> _PROBLEM TO WORK ON_
Word-for-word transcription is needed for all of the entries.
==========
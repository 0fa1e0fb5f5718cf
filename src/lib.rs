//! # pdf2media
//!
//! Convert PDF documents to audio (MP3/WAV) or DOC/DOCX/TXT files.
//!
//! ## Pipeline Overview
//!
//! ```text
//! PDF
//!  │
//!  ├─ 1. Extract   per-page text, concatenated; degrades to "" on failure
//!  ├─ 2. Convert   audio (cloud TTS or local engine) or document render
//!  ├─ 3. Heartbeat fixed 0–100% ticks from a background timer
//!  └─ 4. Deliver   bytes + mime + `converted.<ext>`, temp file deleted
//! ```
//!
//! Everything policy-like — error visibility, DOCX sanitisation, which
//! speech backend runs, session caching, language selection — is
//! configuration on one pipeline; see [`ConversionConfig`].
//!
//! ## Quick Start
//!
//! ```rust,no_run
//! use pdf2media::{convert_document, ConversionConfig, OutputKind};
//!
//! #[tokio::main]
//! async fn main() -> Result<(), Box<dyn std::error::Error>> {
//!     let config = ConversionConfig::builder()
//!         .output(OutputKind::Mp3)
//!         .language("en")
//!         .build()?;
//!     let output = convert_document("document.pdf", &config).await?;
//!     std::fs::write(&output.delivery.file_name, &output.delivery.bytes)?;
//!     eprintln!("wrote {} ({} bytes)",
//!         output.delivery.file_name,
//!         output.stats.output_bytes);
//!     Ok(())
//! }
//! ```
//!
//! ## Audio backends
//!
//! | Backend | Engine | Language | Fallback |
//! |---------|--------|----------|----------|
//! | `Cloud` (default) | Google Translate TTS route | from config | — |
//! | `LocalWithFallback` | espeak-ng subprocess | engine default | cloud, pinned to "en" |
//!
//! The cloud backend retries HTTP 429 with exponential backoff (five
//! attempts, waiting 2/4/8/16 backoff units in between); everything else
//! fails fast. The local backend picks the first installed voice tagged
//! with the requested gender and falls back to the cloud when none
//! matches.
//!
//! ## Feature Flags
//!
//! | Feature | Default | Description |
//! |---------|---------|-------------|
//! | `cli`   | on      | Enables the `pdf2media` binary (clap + anyhow + indicatif + tracing-subscriber) |
//!
//! Disable `cli` when using only the library:
//! ```toml
//! pdf2media = { version = "0.4", default-features = false }
//! ```

// ── Modules ──────────────────────────────────────────────────────────────

pub mod config;
pub mod convert;
pub mod error;
pub mod language;
pub mod output;
pub mod pipeline;
pub mod progress;
pub mod session;

// ── Re-exports ───────────────────────────────────────────────────────────

pub use config::{
    AudioBackend, ConversionConfig, ConversionConfigBuilder, VoiceGender, VoiceRate,
};
pub use convert::{
    convert, convert_document, convert_document_sync, convert_with_session, extract_text,
};
pub use error::{Pdf2MediaError, SpeechError};
pub use output::{Artifact, ConversionOutput, ConversionStats, Delivery, OutputKind};
pub use pipeline::sanitize::sanitize;
pub use pipeline::speech::{BackendUsed, SpeechRequest, SpeechSynthesizer};
pub use progress::{Heartbeat, NoopProgress, Progress, ProgressObserver};
pub use session::SessionCache;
==========
> _SOLUTION TO THIS EXERCISE_
repository 0fa1e0fb5f5718cf
filename src/lib.rs
//! # pdf2media
//!
//! Convert PDF documents to audio (MP3/WAV) or DOC/DOCX/TXT files.
//!
//! ## Pipeline Overview
//!
//! ```text
//! PDF
//!  │
//!  ├─ 1. Extract   per-page text, concatenated; degrades to "" on failure
//!  ├─ 2. Convert   audio (cloud TTS or local engine) or document render
//!  ├─ 3. Heartbeat fixed 0–100% ticks from a background timer
//!  └─ 4. Deliver   bytes + mime + `converted.<ext>`, temp file deleted
//! ```
//!
//! Everything policy-like — error visibility, DOCX sanitisation, which
//! speech backend runs, session caching, language selection — is
//! configuration on one pipeline; see [`ConversionConfig`].
//!
//! ## Quick Start
//!
//! ```rust,no_run
//! use pdf2media::{convert_document, ConversionConfig, OutputKind};
//!
//! #[tokio::main]
//! async fn main() -> Result<(), Box<dyn std::error::Error>> {
//!     let config = ConversionConfig::builder()
//!         .output(OutputKind::Mp3)
//!         .language("en")
//!         .build()?;
//!     let output = convert_document("document.pdf", &config).await?;
//!     std::fs::write(&output.delivery.file_name, &output.delivery.bytes)?;
//!     eprintln!("wrote {} ({} bytes)",
//!         output.delivery.file_name,
//!         output.stats.output_bytes);
//!     Ok(())
//! }
//! ```
//!
//! ## Audio backends
//!
//! | Backend | Engine | Language | Fallback |
//! |---------|--------|----------|----------|
//! | `Cloud` (default) | Google Translate TTS route | from config | — |
//! | `LocalWithFallback` | espeak-ng subprocess | engine default | cloud, pinned to "en" |
//!
//! The cloud backend retries HTTP 429 with exponential backoff (five
//! attempts, waiting 2/4/8/16 backoff units in between); everything else
//! fails fast. The local backend picks the first installed voice tagged
//! with the requested gender and falls back to the cloud when none
//! matches.
//!
//! ## Feature Flags
//!
//! | Feature | Default | Description |
//! |---------|---------|-------------|
//! | `cli`   | on      | Enables the `pdf2media` binary (clap + anyhow + indicatif + tracing-subscriber) |
//!
//! Disable `cli` when using only the library:
//! ```toml
//! pdf2media = { version = "0.4", default-features = false }
//! ```

// ── Modules ──────────────────────────────────────────────────────────────

pub mod config;
pub mod convert;
pub mod error;
pub mod language;
pub mod output;
pub mod pipeline;
pub mod progress;
pub mod session;

// ── Re-exports ───────────────────────────────────────────────────────────

pub use config::{
    AudioBackend, ConversionConfig, ConversionConfigBuilder, VoiceGender, VoiceRate,
};
pub use convert::{
    convert, convert_document, convert_document_sync, convert_with_session, extract_text,
};
pub use error::{Pdf2MediaError, SpeechError};
pub use output::{Artifact, ConversionOutput, ConversionStats, Delivery, OutputKind};
pub use pipeline::sanitize::sanitize;
pub use pipeline::speech::{BackendUsed, SpeechRequest, SpeechSynthesizer};
pub use progress::{Heartbeat, NoopProgress, Progress, ProgressObserver};
pub use session::SessionCache;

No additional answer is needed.